- [TASK] Wherever a line of the records contains "derive", copy that line.

Collection entries

---

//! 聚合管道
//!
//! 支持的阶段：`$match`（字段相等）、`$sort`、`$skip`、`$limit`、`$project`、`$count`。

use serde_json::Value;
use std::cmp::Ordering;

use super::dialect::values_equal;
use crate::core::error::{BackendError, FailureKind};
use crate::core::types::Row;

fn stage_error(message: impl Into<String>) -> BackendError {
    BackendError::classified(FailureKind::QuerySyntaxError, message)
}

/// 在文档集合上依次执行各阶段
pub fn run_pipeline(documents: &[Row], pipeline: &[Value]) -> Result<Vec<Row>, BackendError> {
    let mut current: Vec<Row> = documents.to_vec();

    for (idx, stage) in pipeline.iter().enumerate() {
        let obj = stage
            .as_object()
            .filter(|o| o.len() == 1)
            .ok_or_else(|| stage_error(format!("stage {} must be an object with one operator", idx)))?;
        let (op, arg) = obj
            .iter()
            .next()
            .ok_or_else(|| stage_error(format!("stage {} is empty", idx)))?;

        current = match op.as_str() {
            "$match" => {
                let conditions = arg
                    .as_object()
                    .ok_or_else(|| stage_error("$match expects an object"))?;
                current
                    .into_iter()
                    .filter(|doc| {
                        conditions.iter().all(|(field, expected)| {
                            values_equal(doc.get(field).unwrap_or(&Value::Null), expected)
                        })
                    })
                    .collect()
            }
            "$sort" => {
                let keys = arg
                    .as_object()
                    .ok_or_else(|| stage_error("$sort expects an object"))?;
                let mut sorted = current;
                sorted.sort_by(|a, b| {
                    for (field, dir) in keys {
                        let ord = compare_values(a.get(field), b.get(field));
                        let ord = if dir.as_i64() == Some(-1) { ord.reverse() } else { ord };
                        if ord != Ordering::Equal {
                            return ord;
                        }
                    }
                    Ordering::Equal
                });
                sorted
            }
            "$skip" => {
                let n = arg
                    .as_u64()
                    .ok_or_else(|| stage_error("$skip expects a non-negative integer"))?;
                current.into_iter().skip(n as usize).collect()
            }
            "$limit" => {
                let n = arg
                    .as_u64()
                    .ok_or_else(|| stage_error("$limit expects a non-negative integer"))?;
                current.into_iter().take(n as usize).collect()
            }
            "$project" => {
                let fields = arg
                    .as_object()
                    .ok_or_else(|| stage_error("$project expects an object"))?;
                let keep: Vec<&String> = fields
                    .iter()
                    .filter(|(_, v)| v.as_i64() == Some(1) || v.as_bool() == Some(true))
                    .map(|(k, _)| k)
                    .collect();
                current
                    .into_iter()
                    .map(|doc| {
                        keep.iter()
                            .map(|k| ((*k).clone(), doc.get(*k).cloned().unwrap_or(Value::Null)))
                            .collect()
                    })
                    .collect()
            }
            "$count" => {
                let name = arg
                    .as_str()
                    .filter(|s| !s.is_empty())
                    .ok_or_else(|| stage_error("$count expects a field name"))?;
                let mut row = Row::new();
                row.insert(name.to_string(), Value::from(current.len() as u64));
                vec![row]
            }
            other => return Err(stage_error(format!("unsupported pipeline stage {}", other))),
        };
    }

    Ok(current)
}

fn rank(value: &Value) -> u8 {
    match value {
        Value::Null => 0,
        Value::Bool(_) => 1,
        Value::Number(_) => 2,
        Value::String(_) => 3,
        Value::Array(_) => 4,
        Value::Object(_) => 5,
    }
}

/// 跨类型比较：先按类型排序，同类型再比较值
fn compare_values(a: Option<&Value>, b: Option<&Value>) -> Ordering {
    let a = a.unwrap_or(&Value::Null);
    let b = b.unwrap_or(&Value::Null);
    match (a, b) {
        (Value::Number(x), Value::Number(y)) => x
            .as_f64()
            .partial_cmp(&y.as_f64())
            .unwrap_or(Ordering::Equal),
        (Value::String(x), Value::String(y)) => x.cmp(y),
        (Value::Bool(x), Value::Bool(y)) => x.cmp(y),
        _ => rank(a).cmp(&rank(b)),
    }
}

---

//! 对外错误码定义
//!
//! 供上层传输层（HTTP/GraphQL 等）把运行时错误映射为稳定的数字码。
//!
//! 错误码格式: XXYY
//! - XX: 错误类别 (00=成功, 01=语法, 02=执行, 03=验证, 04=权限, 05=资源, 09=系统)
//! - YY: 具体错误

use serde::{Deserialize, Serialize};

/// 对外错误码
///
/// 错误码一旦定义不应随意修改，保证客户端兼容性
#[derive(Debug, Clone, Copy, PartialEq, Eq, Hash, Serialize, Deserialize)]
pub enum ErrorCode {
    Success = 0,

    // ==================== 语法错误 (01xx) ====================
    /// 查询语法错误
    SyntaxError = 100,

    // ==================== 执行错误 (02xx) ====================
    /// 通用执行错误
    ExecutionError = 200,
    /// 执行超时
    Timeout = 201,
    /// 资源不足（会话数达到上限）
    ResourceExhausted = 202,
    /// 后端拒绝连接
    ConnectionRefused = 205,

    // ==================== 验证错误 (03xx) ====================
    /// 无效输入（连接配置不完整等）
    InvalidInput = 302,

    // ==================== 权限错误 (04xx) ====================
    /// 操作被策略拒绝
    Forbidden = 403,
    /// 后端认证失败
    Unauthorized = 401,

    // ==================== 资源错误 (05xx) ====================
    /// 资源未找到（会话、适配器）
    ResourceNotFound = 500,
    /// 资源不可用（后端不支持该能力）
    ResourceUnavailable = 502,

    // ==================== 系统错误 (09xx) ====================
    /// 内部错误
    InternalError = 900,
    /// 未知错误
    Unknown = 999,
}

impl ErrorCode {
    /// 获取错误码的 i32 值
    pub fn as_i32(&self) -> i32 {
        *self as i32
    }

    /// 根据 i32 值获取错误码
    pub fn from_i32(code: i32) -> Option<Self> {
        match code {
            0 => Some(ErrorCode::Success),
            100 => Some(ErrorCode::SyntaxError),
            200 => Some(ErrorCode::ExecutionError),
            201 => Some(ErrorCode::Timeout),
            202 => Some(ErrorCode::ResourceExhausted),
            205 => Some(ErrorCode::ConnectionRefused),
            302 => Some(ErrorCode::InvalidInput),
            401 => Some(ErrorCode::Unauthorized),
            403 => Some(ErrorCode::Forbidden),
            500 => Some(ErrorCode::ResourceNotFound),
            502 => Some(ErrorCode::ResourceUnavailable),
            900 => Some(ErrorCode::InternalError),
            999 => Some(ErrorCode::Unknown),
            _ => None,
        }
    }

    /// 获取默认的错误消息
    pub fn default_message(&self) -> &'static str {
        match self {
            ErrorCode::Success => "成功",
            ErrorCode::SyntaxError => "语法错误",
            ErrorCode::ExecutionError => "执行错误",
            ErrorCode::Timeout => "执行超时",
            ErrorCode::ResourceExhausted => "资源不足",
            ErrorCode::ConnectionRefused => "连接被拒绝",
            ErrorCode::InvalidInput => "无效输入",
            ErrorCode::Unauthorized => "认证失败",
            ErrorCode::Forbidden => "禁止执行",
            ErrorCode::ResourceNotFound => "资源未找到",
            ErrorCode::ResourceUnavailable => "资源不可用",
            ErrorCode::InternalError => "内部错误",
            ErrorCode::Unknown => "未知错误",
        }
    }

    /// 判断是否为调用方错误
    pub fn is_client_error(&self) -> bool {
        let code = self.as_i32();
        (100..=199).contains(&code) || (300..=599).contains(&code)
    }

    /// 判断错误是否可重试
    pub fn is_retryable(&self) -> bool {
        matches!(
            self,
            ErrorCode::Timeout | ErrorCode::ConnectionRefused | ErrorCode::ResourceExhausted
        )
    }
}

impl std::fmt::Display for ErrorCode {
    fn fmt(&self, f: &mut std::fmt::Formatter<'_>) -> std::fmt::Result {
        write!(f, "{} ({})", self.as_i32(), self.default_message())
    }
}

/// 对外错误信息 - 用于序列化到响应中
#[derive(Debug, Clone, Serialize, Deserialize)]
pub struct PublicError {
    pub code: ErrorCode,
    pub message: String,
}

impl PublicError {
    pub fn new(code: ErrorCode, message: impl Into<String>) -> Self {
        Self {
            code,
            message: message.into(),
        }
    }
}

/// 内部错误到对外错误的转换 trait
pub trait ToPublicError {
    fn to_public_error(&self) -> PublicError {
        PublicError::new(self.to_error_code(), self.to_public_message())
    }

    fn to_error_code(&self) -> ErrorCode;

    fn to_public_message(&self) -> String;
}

---

- [YOUR RESPONSE]
#[derive(Debug, Clone, Copy, PartialEq, Eq, Hash, Serialize, Deserialize)]
#[derive(Debug, Clone, Serialize, Deserialize)]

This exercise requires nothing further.